TULSA, Okla., Nov. 10, 2021 (GLOBE NEWSWIRE) -- Blueknight Energy Partners, L.P. (“Blueknight” or the “Partnership”) (Nasdaq: BKEP and BKEPP) today reported its financial results for the third quarter ended September 30, 2021. Income from continuing operations was $12.6 million in the third quarter of 2021, compared to $9.4 million for the same period in 2020. Adjusted earnings before interest, taxes, depreciation and amortization (“Adjusted EBITDA”) from continuing operations was $16.9 million in the third quarter of 2021 compared to $13.8 million for the same period in 2020. The year-over-year increase was due to higher asphalt terminalling services operating margin, excluding depreciation and amortization, improved general and administrative expense, and other income of $2.1 million related to insurance claim reimbursements.

“Our business continues to outperform our expectations, and we had one of our best quarters to date,” commented Andrew Woodward, Chief Executive Officer. Our income from continuing operations, Adjusted EBITDA, and Distributable Cash Flow were up year-to-date 27%, 12% and 19%, respectively, while total volumes were in-line with the prior year and slightly above the trailing three-year average. We also achieved several milestones during the quarter, including reaching or exceeding both our long-term leverage and distribution coverage ratio targets, fully transitioning and achieving our synergy targets related to our crude oil business sale, and extending all 2021 contracts to date at current or more favorable terms.

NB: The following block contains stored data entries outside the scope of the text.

//! Pure numeric primitives shared by [`crate::search_index::SearchIndex`] and
//! [`crate::all_pairs`]: sorted-set intersection size, Jaccard and
//! Containment similarity, the overlap thresholds that size a prefix, and the
//! position filter that prunes candidates before an exact similarity is ever
//! computed.
//!
//! The source this crate is ported from looked up these four operations in
//! keyed `map[string]func(...)` tables at runtime. Here they are a tagged
//! [`SimilarityFunction`] enum dispatched statically through match arms; the
//! string name only matters at the public boundary (`SearchIndex::new`,
//! `all_pairs`), where [`SimilarityFunction::parse`] is the single place that
//! can fail with [`SetSimError::UnknownSimilarityFunction`].

use crate::error::SetSimError;

/// One of the two similarity regimes this crate supports.
#[derive(Debug, Clone, Copy, PartialEq, Eq)]
pub enum SimilarityFunction {
    Jaccard,
    Containment,
}

impl SimilarityFunction {
    /// Parse the canonical string form (`"jaccard"` or `"containment"`).
    pub fn parse(name: &str) -> Result<Self, SetSimError> {
        match name {
            "jaccard" => Ok(Self::Jaccard),
            "containment" => Ok(Self::Containment),
            other => Err(SetSimError::UnknownSimilarityFunction(other.to_string())),
        }
    }

    pub fn name(self) -> &'static str {
        match self {
            Self::Jaccard => "jaccard",
            Self::Containment => "containment",
        }
    }

    /// Exact similarity of `a` to `b` on ascending, duplicate-free integer
    /// sequences (duplicates are tolerated; they just inflate the effective
    /// length the same way the source implementation does).
    pub fn sim(self, a: &[u32], b: &[u32]) -> f64 {
        match self {
            Self::Jaccard => jaccard(a, b),
            Self::Containment => containment(a, b),
        }
    }

    /// Minimum overlap a query of size `n` requires against any candidate at
    /// threshold `t`.
    pub fn overlap_query_threshold(self, n: usize, t: f64) -> usize {
        match self {
            Self::Jaccard => jaccard_overlap_threshold(n, t),
            Self::Containment => containment_overlap_threshold(n, t),
        }
    }

    /// Minimum overlap a set of size `n` must contribute to be indexed.
    pub fn overlap_index_threshold(self, n: usize, t: f64) -> usize {
        match self {
            Self::Jaccard => jaccard_overlap_threshold(n, t),
            // Containment's numerator is the query's size, so every indexed
            // set must contribute *all* of its tokens: the index prefix is
            // the whole set, i.e. index-threshold = 1.
            Self::Containment => 1,
        }
    }

    /// Given an overlap threshold, the number of leading (rarest-first)
    /// tokens of a set of size `n` that must be indexed / probed.
    pub fn prefix_size(self, n: usize, t: f64, indexing: bool) -> usize {
        let overlap = if indexing {
            self.overlap_index_threshold(n, t)
        } else {
            self.overlap_query_threshold(n, t)
        };
        // `(n + 1) - overlap`, not `n - overlap + 1`: the latter underflows
        // when `n == 0` and `overlap == 1` (an empty indexed set or query
        // prefix, `overlap` is always >= 1). Both orderings agree for every
        // valid `n`/`overlap` since `overlap <= n + 1` always holds.
        (n + 1) - overlap
    }

    /// Conservative `[min, max]` bound on candidate set sizes that could
    /// possibly reach similarity `t` against a query of size `n`, used by
    /// `SearchIndex`'s length filter to binary-search a posting list sorted
    /// by `owner_size` down to a contiguous admissible slice. The bound is
    /// intentionally loose (rounds outward) — it only restricts which
    /// entries get position-filtered and exact-scored, never which results
    /// are ultimately returned.
    pub fn candidate_size_bounds(self, n: usize, t: f64) -> (usize, Option<usize>) {
        if t <= 0.0 {
            return (0, None);
        }
        let min_size = ((n as f64) * t).floor() as usize;
        match self {
            // sim <= min(n,m)/max(n,m) bounds m within [t*n, n/t].
            Self::Jaccard => {
                let max_size = ((n as f64) / t).ceil() as usize;
                (min_size, Some(max_size))
            }
            // overlap <= m, and overlap must reach t*n, so m >= t*n; no
            // upper bound (an arbitrarily large candidate can still
            // contain all of a smaller query).
            Self::Containment => (min_size, None),
        }
    }

    /// Position-filter pruning predicate: is it still possible, given the
    /// positions `pa`/`pb` at which a shared prefix token was found, for `a`
    /// and `b` to reach similarity `t`?
    pub fn position_filter(self, a: &[u32], b: &[u32], pa: usize, pb: usize, t: f64) -> bool {
        let remaining = min(a.len() - pa, b.len() - pb) as f64;
        match self {
            Self::Jaccard => remaining / (max(a.len(), b.len()) as f64) >= t,
            Self::Containment => remaining / (a.len() as f64) >= t,
        }
    }
}

#[inline]
fn min(a: usize, b: usize) -> usize {
    if a < b {
        a
    } else {
        b
    }
}

#[inline]
fn max(a: usize, b: usize) -> usize {
    if a > b {
        a
    } else {
        b
    }
}

/// Sorted-merge intersection size of two ascending integer sequences. O(|a|+|b|).
pub fn intersection_size(a: &[u32], b: &[u32]) -> usize {
    let (mut i, mut j) = (0, 0);
    let mut overlap = 0;
    while i < a.len() && j < b.len() {
        match a[i].cmp(&b[j]) {
            std::cmp::Ordering::Equal => {
                overlap += 1;
                i += 1;
                j += 1;
            }
            std::cmp::Ordering::Less => i += 1,
            std::cmp::Ordering::Greater => j += 1,
        }
    }
    overlap
}

/// `|a ∩ b| / (|a| + |b| - |a ∩ b|)`. Both empty ⇒ 0, not 1 — this matches
/// the source and keeps the function total without a division by zero.
fn jaccard(a: &[u32], b: &[u32]) -> f64 {
    if a.is_empty() && b.is_empty() {
        return 0.0;
    }
    let overlap = intersection_size(a, b);
    overlap as f64 / (a.len() + b.len() - overlap) as f64
}

/// Containment of `a` in `b`: `|a ∩ b| / |a|`. `|a| = 0` ⇒ 0.
fn containment(a: &[u32], b: &[u32]) -> f64 {
    if a.is_empty() {
        return 0.0;
    }
    intersection_size(a, b) as f64 / a.len() as f64
}

fn jaccard_overlap_threshold(n: usize, t: f64) -> usize {
    // Truncation toward zero, not rounding — non-integral n*t must round
    // down or the prefix filter would miss valid candidates.
    max(1, (n as f64 * t) as usize)
}

fn containment_overlap_threshold(n: usize, t: f64) -> usize {
    max(1, (n as f64 * t) as usize)
}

“Furthermore, last week Congress passed the largest federal investment in infrastructure in more than a decade that includes $110 billion for roads, bridges, and other major projects. This historic capital infusion in our nation's roadways combined with the strength and financial position of our current business, provides for a favorable outlook for years to come,” added Woodward.

QUARTERLY PERFORMANCE

Asphalt terminalling services total operating margin, excluding depreciation and amortization, in the third quarter of 2021 was $17.4 million, up 6% compared to the same period in 2020. Total asphalt throughput volumes for the third quarter of 2021 were 7% higher compared to the same period in 2020. Total revenue increased to $30.3 million, with approximately 90% categorized as fixed-fee, take-or-pay revenue after excluding variable cost recovery revenue. Total variable throughput revenue increased 6% compared to the same period in 2020 primarily due to the timing of certain customers achieving excess volumes over annual minimum thresholds during the third quarter.

Total operating expenses, excluding depreciation and amortization, increased 3% to $12.9 million. Notable factors contributing to this increase included certain contracts that changed from a lease arrangement to an operating arrangement, and higher utility costs, which are passed-through and have no impact on total operating margin.

General and administrative expense in the third quarter of 2021 was $3.0 million, improved by 8% as compared to the third quarter of 2020 due to lower corporate overhead following completion of the crude oil divestitures in the first quarter of 2021.

BALANCE SHEET AND CASH FLOW

Third quarter 2021 Distributable Cash Flow was $13.9 million compared to $11.5 million for the same period in 2020. The 21% increase was attributable to improved business performance, other income, and lower cash interest expense, which offset timing of higher maintenance capital. The coverage ratio on all distributions was 1.73 times for the third quarter of 2021 versus 1.42 times for the same period in 2020.  The coverage ratio on common unit distributions was 4.35 times for the third quarter of 2021 versus 2.96 times for the same period in 2020.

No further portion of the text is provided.